There is no gainsaying the fact that the contribution of IAS officers is often extraordinary but overlooked. We often forget that M. Damodaran, who turned the former Unit Trust of India around, and Y.V. Reddy and D. Subbarao, responsible for steering India’s central bank under trying global economic circumstances, are all from IAS. Rentala Chandrasekhar led India’s e-government revolution. T.V. Somanathan designed a world-class blueprint for the Chennai Metro, with minimal fiscal burden on the government. S.R. Rao cleaned up Surat in circumstances where no private sector chief executive would go for any amount of money or incentive. Countless faceless IAS officers work selflessly every day in circumstances which many of us won’t work in.
Except the civil services of Japan, China, the UK, Australia, New Zealand and Canada, there is not much to write home about most of them.
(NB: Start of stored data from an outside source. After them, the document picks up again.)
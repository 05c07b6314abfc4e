/// Rendering and animation parameters
use std::time::Duration;

use nalgebra::Point3;

use crate::compositor::Rgba;
use crate::error::{CubeCullError, CubeCullResult};

/// Fixed viewer location in screen-relative space. Never rotated.
pub const VIEW_POINT: Point3<f32> = Point3::new(0.0, 0.0, 1000.0);

/// Half-extent of the default cube.
pub const DEFAULT_HALF_EXTENT: f32 = 100.0;

/// Parameters consumed by the per-frame pipeline.
///
/// ```
/// use cubecull_core::RenderParams;
///
/// let params = RenderParams::default().thresholds(-0.5, 0.5);
/// assert!(params.validate().is_ok());
///
/// let reversed = RenderParams::default().thresholds(0.5, -0.5);
/// assert!(reversed.validate().is_err());
/// ```
#[derive(Debug, Clone, Copy, PartialEq)]
pub struct RenderParams {
    /// Point the visibility score looks toward.
    pub view_point: Point3<f32>,
    /// Scores at or below this are not drawn; opacity is 0 here.
    pub hidden_threshold: f32,
    /// Scores at or above this are fully opaque.
    pub opaque_threshold: f32,
    pub background: Rgba,
    pub outline: Rgba,
}

impl Default for RenderParams {
    fn default() -> Self {
        Self {
            view_point: VIEW_POINT,
            hidden_threshold: -0.3,
            opaque_threshold: 0.3,
            background: Rgba::WHITE,
            outline: Rgba::BLACK,
        }
    }
}

impl RenderParams {
    /// Set the hidden/opaque thresholds of the opacity ramp.
    #[must_use]
    pub const fn thresholds(mut self, hidden: f32, opaque: f32) -> Self {
        self.hidden_threshold = hidden;
        self.opaque_threshold = opaque;
        self
    }

    /// Move the view point.
    #[must_use]
    pub const fn view_point(mut self, view_point: Point3<f32>) -> Self {
        self.view_point = view_point;
        self
    }

    pub fn validate(&self) -> CubeCullResult<()> {
        if !self.hidden_threshold.is_finite() || !self.opaque_threshold.is_finite() {
            return Err(CubeCullError::invalid_params("thresholds must be finite"));
        }
        if self.hidden_threshold >= self.opaque_threshold {
            return Err(CubeCullError::invalid_params(format!(
                "hidden threshold {} must be below opaque threshold {}",
                self.hidden_threshold, self.opaque_threshold
            )));
        }
        if !self.view_point.coords.iter().all(|c| c.is_finite()) {
            return Err(CubeCullError::invalid_params("view point must be finite"));
        }
        Ok(())
    }
}

/// Parameters for the animation driver and the mesh it spins.
#[derive(Debug, Clone, Copy, PartialEq)]
pub struct AnimationParams {
    /// Period between automatic ticks.
    pub tick_interval: Duration,
    /// Degrees added to `about_y` per tick.
    pub auto_step: f32,
    /// Degrees applied per manual key press.
    pub manual_step: f32,
    /// Half-extent of the cube built at startup.
    pub half_extent: f32,
}

impl Default for AnimationParams {
    fn default() -> Self {
        Self {
            tick_interval: Duration::from_millis(30),
            auto_step: 1.0,
            manual_step: 5.0,
            half_extent: DEFAULT_HALF_EXTENT,
        }
    }
}

impl AnimationParams {
    #[must_use]
    pub const fn tick_interval(mut self, interval: Duration) -> Self {
        self.tick_interval = interval;
        self
    }

    #[must_use]
    pub const fn half_extent(mut self, half_extent: f32) -> Self {
        self.half_extent = half_extent;
        self
    }

    pub fn validate(&self) -> CubeCullResult<()> {
        if self.tick_interval.is_zero() {
            return Err(CubeCullError::invalid_params("tick interval must be non-zero"));
        }
        if !(self.half_extent.is_finite() && self.half_extent > 0.0) {
            return Err(CubeCullError::invalid_params(format!(
                "half extent must be positive, got {}",
                self.half_extent
            )));
        }
        if !(self.auto_step.is_finite() && self.manual_step.is_finite()) {
            return Err(CubeCullError::invalid_params("rotation steps must be finite"));
        }
        Ok(())
    }
}

#[cfg(test)]
mod tests {
    use super::*;

    #[test]
    fn test_default_params() {
        let params = RenderParams::default();
        assert!((params.hidden_threshold + 0.3).abs() < f32::EPSILON);
        assert!((params.opaque_threshold - 0.3).abs() < f32::EPSILON);
        assert_eq!(params.view_point, Point3::new(0.0, 0.0, 1000.0));
        assert!(params.validate().is_ok());
    }

    #[test]
    fn test_rejects_degenerate_thresholds() {
        assert!(RenderParams::default().thresholds(0.2, 0.2).validate().is_err());
        assert!(RenderParams::default()
            .thresholds(f32::NAN, 0.3)
            .validate()
            .is_err());
    }

    #[test]
    fn test_animation_defaults() {
        let params = AnimationParams::default();
        assert_eq!(params.tick_interval, Duration::from_millis(30));
        assert!((params.auto_step - 1.0).abs() < f32::EPSILON);
        assert!((params.manual_step - 5.0).abs() < f32::EPSILON);
        assert!(params.validate().is_ok());
    }

    #[test]
    fn test_animation_validation() {
        let zero_tick = AnimationParams::default().tick_interval(Duration::ZERO);
        assert!(zero_tick.validate().is_err());

        let flat = AnimationParams::default().half_extent(0.0);
        assert!(matches!(
            flat.validate(),
            Err(CubeCullError::InvalidParams(_))
        ));
    }
}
In these countries, civil servants are invariably masters of their subject matter, courteous and efficient. But then, they don’t report to the kind of political masters IAS does, they don’t deal with the numbers and complexity that India offers, nor are they as poorly paid.
India cannot have a 21st century economy run by a 19th century civil service using Jurassic era rule books and laws. Unless IAS is reformed where necessary and celebrated where due, good governance will remain just good rhetoric.